Friday 28 September 2012

Why J K Rowling's The Casual Vacancy isn't surprising

I've written a short piece for The Telegraph about J K Rowling's The Casual Vacancy. Check it out here.

Thursday 27 September 2012

A Homeric simile

At some point in my life I want to do (amongst many other things) an in depth study of Homer's similes. I've been dipping (re-dipping?) into the epic recently; the other day I was mightily struck (as if by a spear) by this example:

But the son of Atreus kept plying his attack along the rest of the Trojan line, with spear and sword and huge stones, as long as the blood still gushed warm from his wound. But when the wound started to dry and the flow ceased, then sharp pains began to overcome his strength of spirit. As when a woman in labour is taken with the sharp stab of piercing pain sent by the Eileithyiai, daughters of Hera, who bring the bitter pangs of childbirth, so sharp pains began to overcome the son of Atreus’ strength.
This is Agamemnon, King of the Achaeans, having been stabbed by Koön in the middle of battle; it’s a superimposition of the domestic onto the warlike, a reminder that the mightiest fighter is woman-born and also that women endure perhaps greater pain than that on the field; Agamemnon is the father of his people, so it seems apt that he is compared to a mother in the bloody throes of birth, as death is all around him and blood feeds the ground for a different reason. Homer is so good at showing us inversions of what's going on; always reminding us of other worlds, other lives, and of the endless cycle of generation and death.

(The translation is Martin Hammond’s fine 1987 version, published in a nifty Penguin paperback which I own that is sadly lacking a few pages from Book VI.) 

Monday 24 September 2012

Summer Reading Challenge at Cranleigh Library


 A gorgeous September Saturday, and an afternoon at Cranleigh Library handing out medals and certificates to the children who'd completed the summer reading challenge. It was a charming afternoon, and really wonderful to see so many enter and enjoy the challenge.
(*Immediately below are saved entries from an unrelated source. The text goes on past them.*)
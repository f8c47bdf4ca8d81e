//! Clustering quality: silhouette sweep over cluster counts and agreement
//! with ground-truth labels.

use std::ops::RangeInclusive;

use sceval_core::{Result, SceError, Summarizable};
use tracing::{debug, info};

use crate::cluster::{kmeans, KMeansConfig};
use crate::evaluate::silhouette_score;
use crate::metrics::{normalized_mutual_info_score, ConfusionMatrix, NmiAverage};

/// Cluster counts evaluated by [`silhouette_sweep`].
pub const SWEEP_CLUSTER_COUNTS: RangeInclusive<usize> = 2..=9;

/// Per-k results of a k-means sweep.
#[derive(Debug, Clone)]
#[cfg_attr(feature = "serde", derive(serde::Serialize, serde::Deserialize))]
pub struct SilhouetteSweep {
    /// Cluster counts, increasing.
    pub k_values: Vec<usize>,
    /// Mean silhouette coefficient for each entry of `k_values`.
    pub scores: Vec<f64>,
    /// k-means inertia for each entry of `k_values`.
    pub inertias: Vec<f64>,
}

impl SilhouetteSweep {
    /// Cluster count with the highest silhouette.
    pub fn best_k(&self) -> Option<usize> {
        self.k_values
            .iter()
            .zip(&self.scores)
            .max_by(|a, b| a.1.total_cmp(b.1))
            .map(|(&k, _)| k)
    }
}

impl Summarizable for SilhouetteSweep {
    fn summary(&self) -> String {
        match self.best_k() {
            Some(k) => format!(
                "SilhouetteSweep: k={}..={}, best k={}",
                self.k_values[0],
                self.k_values[self.k_values.len() - 1],
                k
            ),
            None => "SilhouetteSweep: empty".into(),
        }
    }
}

/// Fit k-means for every k in [`SWEEP_CLUSTER_COUNTS`] and score each labeling
/// by its silhouette coefficient.
///
/// `config.n_clusters` is ignored; all other settings apply to every fit.
/// Returns exactly 8 scores, ordered by increasing k.
///
/// # Errors
///
/// Propagates k-means and silhouette errors, e.g. fewer than 10 samples.
pub fn silhouette_sweep(data: &[&[f64]], config: &KMeansConfig) -> Result<SilhouetteSweep> {
    silhouette_sweep_range(data, config, SWEEP_CLUSTER_COUNTS)
}

/// [`silhouette_sweep`] over an arbitrary range of cluster counts.
pub fn silhouette_sweep_range(
    data: &[&[f64]],
    config: &KMeansConfig,
    k_range: RangeInclusive<usize>,
) -> Result<SilhouetteSweep> {
    if k_range.is_empty() || *k_range.start() < 2 {
        return Err(SceError::InvalidInput(format!(
            "cluster count range must be non-empty and start at >= 2, got {:?}",
            k_range
        )));
    }
    let mut sweep = SilhouetteSweep {
        k_values: Vec::new(),
        scores: Vec::new(),
        inertias: Vec::new(),
    };
    for k in k_range {
        let fit = kmeans(data, &config.with_clusters(k))?;
        let score = silhouette_score(data, &fit.labels)?;
        debug!(k, silhouette = score, inertia = fit.inertia, "k-means sweep step");
        sweep.k_values.push(k);
        sweep.scores.push(score);
        sweep.inertias.push(fit.inertia);
    }
    Ok(sweep)
}

/// Agreement between a k-means partition and ground-truth labels.
#[derive(Debug, Clone)]
#[cfg_attr(feature = "serde", derive(serde::Serialize, serde::Deserialize))]
pub struct ClusterQualityReport {
    /// Normalized mutual information (arithmetic normalization).
    pub nmi: f64,
    /// Rows = ground truth, columns = predicted cluster.
    pub confusion: ConfusionMatrix,
    /// k-means label per sample.
    pub predicted: Vec<usize>,
}

impl Summarizable for ClusterQualityReport {
    fn summary(&self) -> String {
        format!(
            "ClusterQuality: NMI={:.4}, {} classes, {} samples",
            self.nmi,
            self.confusion.n_classes(),
            self.predicted.len()
        )
    }
}

/// Cluster `data` into `config.n_clusters` groups and compare against
/// `ground_truth` with NMI and a confusion matrix.
///
/// The NMI is logged at info level and returned in the report.
///
/// # Errors
///
/// Returns an error if `ground_truth` does not have one label per row, or
/// propagates k-means failures.
pub fn cluster_quality(
    data: &[&[f64]],
    ground_truth: &[usize],
    config: &KMeansConfig,
) -> Result<ClusterQualityReport> {
    if ground_truth.len() != data.len() {
        return Err(SceError::InvalidInput(format!(
            "ground truth has {} labels for {} samples",
            ground_truth.len(),
            data.len()
        )));
    }
    let fit = kmeans(data, config)?;
    let nmi = normalized_mutual_info_score(ground_truth, &fit.labels, NmiAverage::Arithmetic)?;
    info!(nmi, n_clusters = config.n_clusters, "clustering quality");
    let confusion = ConfusionMatrix::from_labels(ground_truth, &fit.labels)?;

    Ok(ClusterQualityReport {
        nmi,
        confusion,
        predicted: fit.labels,
    })
}
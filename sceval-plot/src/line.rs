//! Line charts: silhouette score per cluster count and training loss curves.

use plotters::prelude::*;
use sceval_core::{Result, SceError};
use sceval_ml::{SilhouetteSweep, SWEEP_CLUSTER_COUNTS};

use crate::plot_err;

/// Axis labels, title and canvas size of a line chart.
#[derive(Debug, Clone)]
pub struct LinePlotConfig {
    pub title: Option<String>,
    pub x_label: String,
    pub y_label: String,
    pub width: u32,
    pub height: u32,
}

impl LinePlotConfig {
    /// Labels for a silhouette sweep.
    pub fn silhouette() -> Self {
        Self {
            title: None,
            x_label: "Number of Clusters".into(),
            y_label: "Silhouette Coefficient".into(),
            width: 800,
            height: 600,
        }
    }

    /// Labels for a training loss curve.
    pub fn loss() -> Self {
        Self {
            title: None,
            x_label: "Epoch".into(),
            y_label: "Neg-Loglikelihood".into(),
            width: 800,
            height: 600,
        }
    }
}

impl Default for LinePlotConfig {
    fn default() -> Self {
        Self::loss()
    }
}

/// Silhouette coefficient against cluster count for k = 2..=9.
///
/// # Errors
///
/// Returns an error unless exactly one score per cluster count is given.
pub fn silhouette_plot_svg(scores: &[f64]) -> Result<String> {
    let k_values: Vec<usize> = SWEEP_CLUSTER_COUNTS.collect();
    if scores.len() != k_values.len() {
        return Err(SceError::InvalidInput(format!(
            "expected {} silhouette scores (k = {}..={}), got {}",
            k_values.len(),
            SWEEP_CLUSTER_COUNTS.start(),
            SWEEP_CLUSTER_COUNTS.end(),
            scores.len()
        )));
    }
    render_silhouette(&k_values, scores, &LinePlotConfig::silhouette())
}

/// Silhouette chart for a sweep over any range of cluster counts.
pub fn sweep_plot_svg(sweep: &SilhouetteSweep, config: &LinePlotConfig) -> Result<String> {
    if sweep.k_values.len() != sweep.scores.len() {
        return Err(SceError::InvalidInput(
            "sweep k values and scores differ in length".into(),
        ));
    }
    render_silhouette(&sweep.k_values, &sweep.scores, config)
}

fn render_silhouette(k_values: &[usize], scores: &[f64], config: &LinePlotConfig) -> Result<String> {
    let points: Vec<(i32, f64)> = k_values
        .iter()
        .zip(scores)
        .map(|(&k, &s)| (k as i32, s))
        .collect();
    let (lo, hi) = match (k_values.first(), k_values.last()) {
        (Some(&lo), Some(&hi)) => (lo as i32, hi as i32),
        _ => return Err(SceError::InvalidInput("no silhouette scores to plot".into())),
    };
    // one tick per cluster count
    render_line(&points, lo, hi.max(lo + 1), k_values.len(), config)
}

/// Loss value against epoch index.
///
/// # Errors
///
/// Returns an error if `losses` is empty or contains non-finite values.
pub fn loss_plot_svg(losses: &[f64], config: &LinePlotConfig) -> Result<String> {
    if losses.is_empty() {
        return Err(SceError::InvalidInput("no losses to plot".into()));
    }
    let points: Vec<(i32, f64)> = losses
        .iter()
        .enumerate()
        .map(|(i, &v)| (i as i32, v))
        .collect();
    let last = (losses.len() - 1).max(1) as i32;
    render_line(&points, 0, last, losses.len().min(10), config)
}

fn render_line(
    points: &[(i32, f64)],
    x_lo: i32,
    x_hi: i32,
    n_x_labels: usize,
    config: &LinePlotConfig,
) -> Result<String> {
    let (y_lo, y_hi) = padded_bounds(points.iter().map(|p| p.1))?;

    let mut svg = String::new();
    {
        let root = SVGBackend::with_string(&mut svg, (config.width, config.height))
            .into_drawing_area();
        root.fill(&WHITE).map_err(plot_err)?;

        let mut builder = ChartBuilder::on(&root);
        builder
            .margin(20)
            .x_label_area_size(45)
            .y_label_area_size(70);
        if let Some(title) = &config.title {
            builder.caption(title, ("sans-serif", 24));
        }
        let mut chart = builder
            .build_cartesian_2d(x_lo..x_hi, y_lo..y_hi)
            .map_err(plot_err)?;

        chart
            .configure_mesh()
            .x_desc(config.x_label.as_str())
            .y_desc(config.y_label.as_str())
            .x_labels(n_x_labels)
            .draw()
            .map_err(plot_err)?;

        chart
            .draw_series(LineSeries::new(points.iter().copied(), BLUE.stroke_width(2)))
            .map_err(plot_err)?;

        root.present().map_err(plot_err)?;
    }
    Ok(svg)
}

/// Value range with 5% headroom on both sides; flat series get ±0.5.
fn padded_bounds(values: impl Iterator<Item = f64>) -> Result<(f64, f64)> {
    let mut lo = f64::INFINITY;
    let mut hi = f64::NEG_INFINITY;
    for v in values {
        if !v.is_finite() {
            return Err(SceError::InvalidInput(format!(
                "cannot plot non-finite value {}",
                v
            )));
        }
        lo = lo.min(v);
        hi = hi.max(v);
    }
    if lo > hi {
        return Err(SceError::InvalidInput("no values to plot".into()));
    }
    let span = hi - lo;
    if span == 0.0 {
        return Ok((lo - 0.5, hi + 0.5));
    }
    Ok((lo - 0.05 * span, hi + 0.05 * span))
}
Thursday 13 September 2012

Three Sisters by Chekhov at The Young Vic

Gala Gordon: winsome
I went to the Young Vic last night to watch Benedict Andrews’ production of Three Sisters, Chekhov’s play about the decline of the privileged classes in Russia. It was an interesting staging, bare and sparse. The style mashed up grunge (with a brilliantly weird version of Nirvana’s Nevermind on piano and accordion) with tracksuits and bottle green dinner jackets. It starred Gala Gordon as a winsome, affecting Irina, drifting around the stage first in immaculate, bridal white, then in more mature yellow, her desire to return to Moscow almost primal as she clambered up a ladder made from tables. There were strong performances from the rest of the cast, including the doctor, whose drunk scene was a tour de force of blustery bile; a sexy, almost Ab Fabish Masha; a prim, sensible but affecting Olga, and a Natasha who shades from awkward, vulgar ingenue into an egomaniacal monster. In the second half, stage hands appeared to take away the stage, bit by bit, as if the very world around the actors was diminishing. The empty space left still seemed to be enclosed, claustrophobic and frustrated as the lives of the characters.
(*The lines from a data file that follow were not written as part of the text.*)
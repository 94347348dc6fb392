// Copyright 2026 James Casey
// SPDX-License-Identifier: Apache-2.0

//! Error reporting for `coolc check`.
//!
//! Core diagnostics carry a file name and line but no source text, so the
//! miette form has no snippets: each semantic error becomes a related
//! diagnostic of one [`CheckFailure`] report. The plain form is the classic
//! one-error-per-line listing.

// Suppress unused_assignments for struct fields used by derive macros
#![allow(unused_assignments)]

use coolc_core::diagnostic::Diagnostic as CoreDiagnostic;
use miette::Diagnostic;
use std::fmt::Write as _;

/// Printed after the diagnostics of a failed check.
pub const HALTED: &str = "Compilation halted due to static semantic errors.";

/// A single semantic error.
#[derive(Debug, Diagnostic, thiserror::Error)]
#[error("{message}")]
#[diagnostic(code(coolc::semantic))]
pub struct SemanticDiagnostic {
    /// `file:line: message`, or just the message for program-wide errors
    pub message: String,
    #[help]
    pub hint: Option<String>,
}

impl SemanticDiagnostic {
    pub fn from_core_diagnostic(diagnostic: &CoreDiagnostic) -> Self {
        Self {
            message: diagnostic.to_string(),
            hint: diagnostic.hint.as_ref().map(ToString::to_string),
        }
    }
}

/// All semantic errors of one program.
#[derive(Debug, Diagnostic, thiserror::Error)]
#[error("{count} static semantic error{plural} in {path}")]
#[diagnostic(code(coolc::check))]
pub struct CheckFailure {
    pub path: String,
    pub count: usize,
    plural: &'static str,
    #[related]
    pub errors: Vec<SemanticDiagnostic>,
}

impl CheckFailure {
    pub fn new(path: &str, diagnostics: &[CoreDiagnostic]) -> Self {
        Self {
            path: path.to_string(),
            count: diagnostics.len(),
            plural: if diagnostics.len() == 1 { "" } else { "s" },
            errors: diagnostics
                .iter()
                .map(SemanticDiagnostic::from_core_diagnostic)
                .collect(),
        }
    }
}

/// Renders diagnostics one per line.
pub fn render_plain(diagnostics: &[CoreDiagnostic]) -> String {
    let mut out = String::new();
    for diagnostic in diagnostics {
        let _ = writeln!(out, "{diagnostic}");
    }
    out
}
Wednesday 12 September 2012

First Story Workshop with Caroline Bird

Caroline Bird: Excellent
This year I will be writer in residence at St Augustine's school for First Story, the excellent charity set up by Will Fiennes and Katie Waldegrave. We did some workshops in preparation yesterday with the poet Caroline Bird, in which we wrote poems about abstract nouns.  I don’t write poetry (well, not since I was a teenager and thought poetry meant writing down versions of Nirvana lyrics about blood and hate and so on.) I got "Irritation," and this is what happened.


Irritation

He’s so small he fits into the
Prickle of your eyelids when
You blink. I see him refracted
When I wake. He sits there,
Pleased with himself,
Holding that damned watch
He’s always winding.
Close your eyes, you say.
No good. That gives him
Full permission. Sometimes he does a
Dance, wheeling, prancing piratically.
Sometimes he pulls his baggage along
Rushing for a train he’ll never catch.
You can’t squash him - I tried once,
With a fly-swatter shaped like a
Tennis racquet. He split, calmly, into
Two - then three - pirouetted - and
They built themselves bungalows
In my ear lobes.

Monday 10 September 2012

Interview with Sadie Jones at the Hampstead Literary Festival

 ****UPDATE THIS EVENT HAS BEEN CANCELLED ******

Hello all,

I’m interviewing Sadie Jones, author of The Outcast, Small Wars and The Uninvited Guests, tomorrow at the Hampstead Literary Festival. If anybody has anything they’d like to ask her, let me know.